Stored data entries:
● ● ● ●

//! Scanning for the header of a named section

use crate::classify::{classify, names_equal, LineKind};
use crate::error::LookupError;
use crate::line::{read_line, LineRead};
use crate::state::ScanState;
use crate::store::Store;
use core::task::Poll;
use log::{debug, trace};

/// Examine the next line of the document and check whether it opens `section`.
///
/// Returns `Poll::Ready(Ok(()))` when the matching header was just read, in which case
/// `state.resume_offset` points at the line following it. Only the first matching header is ever
/// found since the scan never moves backwards.
pub(crate) fn locate_section<S: Store + ?Sized>(
    store: &mut S,
    buf: &mut [u8],
    section: &str,
    case_sensitive: bool,
    state: &mut ScanState,
) -> Poll<Result<(), LookupError>> {
    let offset = state.resume_offset;
    let len = match read_line(store, buf, offset) {
        Err(e) => return Poll::Ready(Err(e.into())),
        Ok(LineRead::EndOfStream) => {
            debug!("section [{section}] does not exist");
            return Poll::Ready(Err(LookupError::SectionNotFound));
        }
        Ok(LineRead::Line { len, next_offset }) => {
            state.resume_offset = next_offset;
            len
        }
    };

    let line = &buf[..len];
    match classify(line) {
        LineKind::SectionHeader { name: Some(name) }
            if names_equal(&line[name.clone()], section.as_bytes(), case_sensitive) =>
        {
            debug!("found section [{section}] at offset {offset}");
            Poll::Ready(Ok(()))
        }
        kind => {
            trace!("skipping {kind:?} line at offset {offset} while looking for section [{section}]");
            Poll::Pending
        }
    }
}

● ● ● ●

* Task to complete *
Gather all lines with the string "LookupError" from the data.

* Solution to this task *
use crate::error::LookupError;
) -> Poll<Result<(), LookupError>> {
            return Poll::Ready(Err(LookupError::SectionNotFound));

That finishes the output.